§ **PROBLEM STATEMENT**
Write out each line of the entries exactly, starting at the first and finishing with the line that contains "#[derive(Parser)]".

[Dataset entries]

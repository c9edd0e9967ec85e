//! Build automation tasks for the data-objects-pool workspace.
//!
//! Run with `cargo xtask <command>`.

use std::path::PathBuf;

use anyhow::{Context, Result};
use clap::{Parser, Subcommand};
use xshell::{Shell, cmd};

#[derive(Parser)]
#[command(name = "xtask", about = "Build automation for data-objects-pool")]
struct Cli {
    #[command(subcommand)]
    command: Command,
}

#[derive(Subcommand)]
enum Command {
    /// Run all checks (format, lint, test, docs)
    Ci,
    /// Run cargo fmt --check
    Fmt,
    /// Run clippy with all features
    Clippy,
    /// Run all tests, with and without default features
    Test,
    /// Generate documentation
    Doc,
    /// Run benchmarks
    Bench,
    /// Run the example programs
    Examples,
    /// Clean build artifacts
    Clean,
}

fn main() -> Result<()> {
    let cli = Cli::parse();
    let sh = Shell::new()?;

    let workspace_root = workspace_root()?;
    sh.change_dir(&workspace_root);

    match cli.command {
        Command::Ci => {
            println!("Running CI checks...");
            fmt(&sh)?;
            clippy(&sh)?;
            test(&sh)?;
            doc(&sh)?;
            println!("All CI checks passed!");
        }
        Command::Fmt => fmt(&sh)?,
        Command::Clippy => clippy(&sh)?,
        Command::Test => test(&sh)?,
        Command::Doc => doc(&sh)?,
        Command::Bench => bench(&sh)?,
        Command::Examples => examples(&sh)?,
        Command::Clean => clean(&sh)?,
    }

    Ok(())
}

fn workspace_root() -> Result<PathBuf> {
    let output = std::process::Command::new("cargo")
        .args(["locate-project", "--workspace", "--message-format=plain"])
        .output()
        .context("failed to run cargo locate-project")?;

    let path = String::from_utf8(output.stdout)
        .context("invalid UTF-8 in cargo output")?
        .trim()
        .to_string();

    Ok(PathBuf::from(path)
        .parent()
        .context("failed to get workspace root")?
        .to_path_buf())
}

fn fmt(sh: &Shell) -> Result<()> {
    println!("Checking formatting...");
    cmd!(sh, "cargo fmt --all -- --check").run()?;
    println!("Formatting check passed.");
    Ok(())
}

fn clippy(sh: &Shell) -> Result<()> {
    println!("Running clippy...");
    cmd!(
        sh,
        "cargo clippy --all-features --all-targets -- -D warnings"
    )
    .run()?;
    println!("Clippy check passed.");
    Ok(())
}

fn test(sh: &Shell) -> Result<()> {
    println!("Running tests...");
    cmd!(sh, "cargo test --all-features").run()?;
    // The reaper is optional; the pool must build and pass without it.
    cmd!(sh, "cargo test -p data-objects-pool --no-default-features").run()?;
    println!("All tests passed.");
    Ok(())
}

fn doc(sh: &Shell) -> Result<()> {
    println!("Generating documentation...");
    cmd!(sh, "cargo doc --all-features --no-deps").run()?;
    println!("Documentation generated.");
    Ok(())
}

fn bench(sh: &Shell) -> Result<()> {
    println!("Running benchmarks...");
    cmd!(sh, "cargo bench -p data-objects-pool").run()?;
    Ok(())
}

fn examples(sh: &Shell) -> Result<()> {
    println!("Running examples...");
    cmd!(sh, "cargo run -p data-objects-pool --example connections").run()?;
    Ok(())
}

fn clean(sh: &Shell) -> Result<()> {
    println!("Cleaning build artifacts...");
    cmd!(sh, "cargo clean").run()?;
    println!("Clean complete.");
    Ok(())
}
//! Lifecycle contracts for pooled types.
//!
//! A pooled instance moves through a fixed set of states:
//!
//! ```text
//! construct -> Reserved -> release -> Available -> acquire -> Reserved
//!                  |                      |
//!                  +------- flush --------+--> disposed
//! ```
//!
//! Disposal is terminal. A disposed instance never re-enters a pool.

use std::fmt;
use std::hash::Hash;

use crate::config::DEFAULT_MAX_RESERVED;
use crate::error::BoxError;

/// A resource that must be cleaned up when it is permanently removed from a pool.
///
/// Every pooled type implements this trait. The pool calls [`dispose`] exactly
/// once per instance: when a flush or idle eviction removes an available
/// instance, or when a revoked reservation is released.
///
/// [`dispose`]: Disposable::dispose
pub trait Disposable: Send + 'static {
    /// Release any resources held by this instance.
    ///
    /// Failures are reported to the caller of the flush but never cause the
    /// pool to keep the instance.
    fn dispose(&mut self) -> Result<(), BoxError>;
}

/// A type whose construction is routed through a [`PoolRegistry`].
///
/// The registry derives a key from the construction arguments, resolves the
/// pool for that key and either reuses an available instance or calls
/// [`create`](Poolable::create).
///
/// # Example
///
/// ```rust
/// use data_objects_pool::{BoxError, Disposable, Poolable};
///
/// struct Statement {
///     sql: String,
/// }
///
/// impl Disposable for Statement {
///     fn dispose(&mut self) -> Result<(), BoxError> {
///         self.sql.clear();
///         Ok(())
///     }
/// }
///
/// impl Poolable for Statement {
///     type Key = String;
///     type Args = (String, u32);
///     const MAX_RESERVED: usize = 8;
///
///     fn pooling_key(args: &(String, u32)) -> String {
///         args.0.clone()
///     }
///
///     fn create(args: &(String, u32)) -> Result<Self, BoxError> {
///         Ok(Statement { sql: args.0.clone() })
///     }
/// }
/// ```
///
/// [`PoolRegistry`]: crate::PoolRegistry
pub trait Poolable: Disposable + Sized {
    /// Key partitioning instances into independent pools.
    type Key: Eq + Hash + Clone + fmt::Debug + Send + Sync + 'static;

    /// Arguments accepted by the constructor.
    type Args;

    /// Default capacity of every pool of this type.
    const MAX_RESERVED: usize = DEFAULT_MAX_RESERVED;

    /// Derive the pooling key from construction arguments.
    ///
    /// Must be a pure function of `args`.
    fn pooling_key(args: &Self::Args) -> Self::Key;

    /// Construct a fresh instance exactly as if pooling were absent.
    fn create(args: &Self::Args) -> Result<Self, BoxError>;
}

/// Identifier of a pooled instance, unique within its pool and never reused.
#[derive(Debug, Clone, Copy, PartialEq, Eq, PartialOrd, Ord, Hash)]
pub struct InstanceId(u64);

impl InstanceId {
    /// Create an identifier from its raw value.
    #[must_use]
    pub const fn new(raw: u64) -> Self {
        Self(raw)
    }

    /// Get the raw value.
    #[must_use]
    pub const fn get(self) -> u64 {
        self.0
    }
}

impl fmt::Display for InstanceId {
    fn fmt(&self, f: &mut fmt::Formatter<'_>) -> fmt::Result {
        write!(f, "#{}", self.0)
    }
}

/// Which set of its pool an instance currently belongs to.
#[derive(Debug, Clone, Copy, PartialEq, Eq)]
pub enum InstanceState {
    /// Checked out by exactly one caller and counted against capacity.
    Reserved,
    /// Checked in and eligible for reuse.
    Available,
}

impl InstanceState {
    /// Check if the instance is checked out.
    #[must_use]
    pub fn is_reserved(&self) -> bool {
        matches!(self, Self::Reserved)
    }
}

#[cfg(test)]
mod tests {
    use super::*;

    struct Sample;

    impl Disposable for Sample {
        fn dispose(&mut self) -> Result<(), BoxError> {
            Ok(())
        }
    }

    impl Poolable for Sample {
        type Key = u8;
        type Args = (u8, &'static str);

        fn pooling_key(args: &Self::Args) -> u8 {
            args.0
        }

        fn create(_: &Self::Args) -> Result<Self, BoxError> {
            Ok(Sample)
        }
    }

    #[test]
    fn test_default_capacity() {
        assert_eq!(Sample::MAX_RESERVED, DEFAULT_MAX_RESERVED);
    }

    #[test]
    fn test_pooling_key_uses_first_argument() {
        assert_eq!(Sample::pooling_key(&(3, "ignored")), 3);
        assert_eq!(
            Sample::pooling_key(&(3, "a")),
            Sample::pooling_key(&(3, "b"))
        );
    }

    #[test]
    fn test_instance_id_display() {
        let id = InstanceId::new(42);
        assert_eq!(id.get(), 42);
        assert_eq!(id.to_string(), "#42");
    }

    #[test]
    fn test_instance_state() {
        assert!(InstanceState::Reserved.is_reserved());
        assert!(!InstanceState::Available.is_reserved());
    }
}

§ **PROBLEM SOLUTION**
repository c9edd0e9967ec85e
//! Build automation tasks for the data-objects-pool workspace.
//!
//! Run with `cargo xtask <command>`.

use std::path::PathBuf;

use anyhow::{Context, Result};
use clap::{Parser, Subcommand};
use xshell::{Shell, cmd};

#[derive(Parser)]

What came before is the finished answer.